In this guide, we’ll explain everything you need to know about the California Consumer Privacy Act, why organizations everywhere (Yes, even outside of California and the U.S.!) need to sit up and take notice, and why a headless CMS is the best place to start when it comes to gaining CCPA compliance with this and future privacy protection measures.

What Is the California Consumer Privacy Act (CCPA)?

The California Consumer Privacy Act of 2018 (often shortened to “CCPA”) is a bill that was approved by the governor of California in 2018 and is slated to take effect January 1, 2020.

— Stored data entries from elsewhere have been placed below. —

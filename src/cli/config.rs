//! Configuration CLI commands

use clap::Subcommand;

use super::Workspace;
use crate::error::LabelbookResult;

/// Config subcommands
#[derive(Subcommand)]
pub enum ConfigCommands {
    /// Show current configuration and paths
    Show,

    /// Set a setting (currency_symbol, date_format, import_date_format, default_account)
    Set {
        key: String,
        value: String,
    },

    /// Set or clear the display name of an account
    Alias {
        /// Account number
        account: String,
        /// Display name (omit to clear)
        alias: Option<String>,
    },
}

/// Handle a config command
pub fn handle_config_command(ws: &mut Workspace, cmd: ConfigCommands) -> LabelbookResult<()> {
    match cmd {
        ConfigCommands::Show => {
            println!("labelbook Configuration");
            println!("=======================");
            println!("Base directory:   {}", ws.paths.base_dir().display());
            println!("Data directory:   {}", ws.paths.data_dir().display());
            println!("Audit log:        {}", ws.paths.audit_log().display());
            println!();
            println!("Settings:");
            println!("  currency_symbol:    {}", ws.settings.currency_symbol);
            println!("  date_format:        {}", ws.settings.date_format);
            println!("  import_date_format: {}", ws.settings.import_date_format);
            println!(
                "  default_account:    {}",
                ws.settings.default_account.as_deref().unwrap_or("(none)")
            );
            if !ws.settings.account_aliases.is_empty() {
                println!();
                println!("Account aliases:");
                for (account, alias) in &ws.settings.account_aliases {
                    println!("  {} = {}", account, alias);
                }
            }
        }

        ConfigCommands::Set { key, value } => {
            ws.settings.set_value(&key, &value)?;
            ws.settings.save(&ws.paths)?;
            println!("Set {} = {}", key, value);
        }

        ConfigCommands::Alias { account, alias } => {
            ws.settings.set_account_alias(&account, alias.as_deref());
            ws.settings.save(&ws.paths)?;
            match alias {
                Some(alias) => println!("Account {} is now shown as '{}'", account, alias),
                None => println!("Cleared alias for account {}", account),
            }
        }
    }

    Ok(())
}
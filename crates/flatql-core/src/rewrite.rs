//! Destination path rewriting
//!
//! A destination template is a dotted path that may refer back to the matched
//! source path in two ways:
//!
//! - `{n}` anywhere in the text is replaced by segment `n` (0-based) of the
//!   source path, so `rewrite_path("a.b.c", "{2}.{0}")` gives `"c.a"`;
//! - every `*` in the template, whole segment or not, takes the next index
//!   segment (`#i`) of the source path, the k-th `*` pairing with the k-th
//!   index, so `rewrite_path("a.#3", "b.x*")` gives `"b.x#3"`.
//!
//! Placeholders that cannot be resolved are left as they are.
//!
//! Copyright (c) 2025 FlatQL Team
//! Licensed under the Apache-2.0 license

use crate::path::{is_index_marker, SEPARATOR, WILDCARD};
use regex::{Captures, Regex};
use std::borrow::Cow;
use std::fmt;
use std::sync::LazyLock;

static PLACEHOLDER_RE: LazyLock<Regex> =
    LazyLock::new(|| Regex::new(r"\{(\d+)\}").expect("valid regex"));

/// A destination template, split once and rendered per match
#[derive(Debug, Clone, PartialEq, Eq)]
pub struct Template {
    raw: String,
    parts: Vec<TemplatePart>,
}

#[derive(Debug, Clone, PartialEq, Eq)]
struct TemplatePart {
    text: String,
    /// Number of `*` characters, each filled from the source's index segments
    wildcards: usize,
    /// Whether the text holds at least one `{n}` placeholder
    positional: bool,
}

impl Template {
    pub fn parse(template: &str) -> Self {
        let parts = template
            .split(SEPARATOR)
            .map(|part| TemplatePart {
                text: part.to_string(),
                wildcards: part.matches(WILDCARD).count(),
                positional: PLACEHOLDER_RE.is_match(part),
            })
            .collect();

        Self {
            raw: template.to_string(),
            parts,
        }
    }

    pub fn as_str(&self) -> &str {
        &self.raw
    }

    /// Whether the template refers to the source path at all
    pub fn has_placeholders(&self) -> bool {
        self.parts
            .iter()
            .any(|part| part.wildcards > 0 || part.positional)
    }

    /// Render the template for one concrete source path
    pub fn render(&self, source_path: &str) -> String {
        let source: Vec<&str> = source_path.split(SEPARATOR).collect();
        let mut indexes = source.iter().copied().filter(|s| is_index_marker(s));

        let rendered: Vec<Cow<'_, str>> = self
            .parts
            .iter()
            .map(|part| {
                let mut text = Cow::Borrowed(part.text.as_str());
                if part.wildcards > 0 {
                    text = Cow::Owned(fill_wildcards(&part.text, &mut indexes));
                }
                if part.positional {
                    text = Cow::Owned(substitute_positions(&text, &source).into_owned());
                }
                text
            })
            .collect();

        rendered.join(&SEPARATOR.to_string())
    }
}

/// Replace each `*` in `text` with the next index; surplus stars stay
fn fill_wildcards<'a>(text: &str, indexes: &mut impl Iterator<Item = &'a str>) -> String {
    let mut filled = String::with_capacity(text.len());
    for (i, piece) in text.split(WILDCARD).enumerate() {
        if i > 0 {
            filled.push_str(indexes.next().unwrap_or(WILDCARD));
        }
        filled.push_str(piece);
    }
    filled
}

fn substitute_positions<'a>(text: &'a str, source: &[&str]) -> Cow<'a, str> {
    PLACEHOLDER_RE.replace_all(text, |caps: &Captures<'_>| {
        caps[1]
            .parse::<usize>()
            .ok()
            .and_then(|n| source.get(n))
            .map(|segment| segment.to_string())
            .unwrap_or_else(|| caps[0].to_string())
    })
}

impl fmt::Display for Template {
    fn fmt(&self, f: &mut fmt::Formatter<'_>) -> fmt::Result {
        write!(f, "{}", self.raw)
    }
}

impl From<&str> for Template {
    fn from(template: &str) -> Self {
        Self::parse(template)
    }
}

/// Rewrite a concrete source path into a destination path using `template`
pub fn rewrite_path(source_path: &str, template: &str) -> String {
    Template::parse(template).render(source_path)
}

/// Template that reproduces any path matched by a pattern of `len` segments
pub(crate) fn identity_template(len: usize) -> String {
    (0..len)
        .map(|i| format!("{{{}}}", i))
        .collect::<Vec<_>>()
        .join(&SEPARATOR.to_string())
}
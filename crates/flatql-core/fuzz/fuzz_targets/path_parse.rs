//! Fuzzing target for path parsing and template rewriting
//!
//! Arbitrary input must either parse or return an error, and rewriting with
//! any template must never panic.

#![no_main]

use flatql_core::{rewrite_path, Path};
use libfuzzer_sys::fuzz_target;

fuzz_target!(|data: &[u8]| {
    let input = String::from_utf8_lossy(data);

    if let Ok(path) = Path::parse(&input) {
        // Display must round-trip through the parser
        let rendered = path.to_string();
        assert_eq!(Path::parse(&rendered).ok(), Some(path));
    }

    let (source, template) = input.split_at(input.len() / 2);
    let _ = rewrite_path(source, template);
});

The CCPA aims to help private California citizens control the personal information that businesses collect about them online. In much-abbreviated terms, it gives Californians the right to:

  • Know exactly what personal data a business has collected about them
  • Know if this personal information is being sold or disclosed—and to whom
  • Deny the sale of their information
  • Access any of their personal information that the business has stored
  • Receive the same pricing and level of service that individuals who haven’t acted on these privacy rights enjoy

Legal, for-profit entities that do business in the state of California and collect consumers’ personal information will be required to abide by the CCPA if they meet one or more of the following criteria:

  • Have annual gross revenues totaling at least $25 million
  • Buy, receive, sell, or share personal information from 50,000 or more consumers, households, or devices
  • Make the majority of their annual revenues from selling personal information

The CCPA gives California citizens the right to sue companies that violate their rights for damages and also allows the state itself to bring charges. Businesses may be hit with $7,500 fines for each violation that hasn’t been addressed after 30 days.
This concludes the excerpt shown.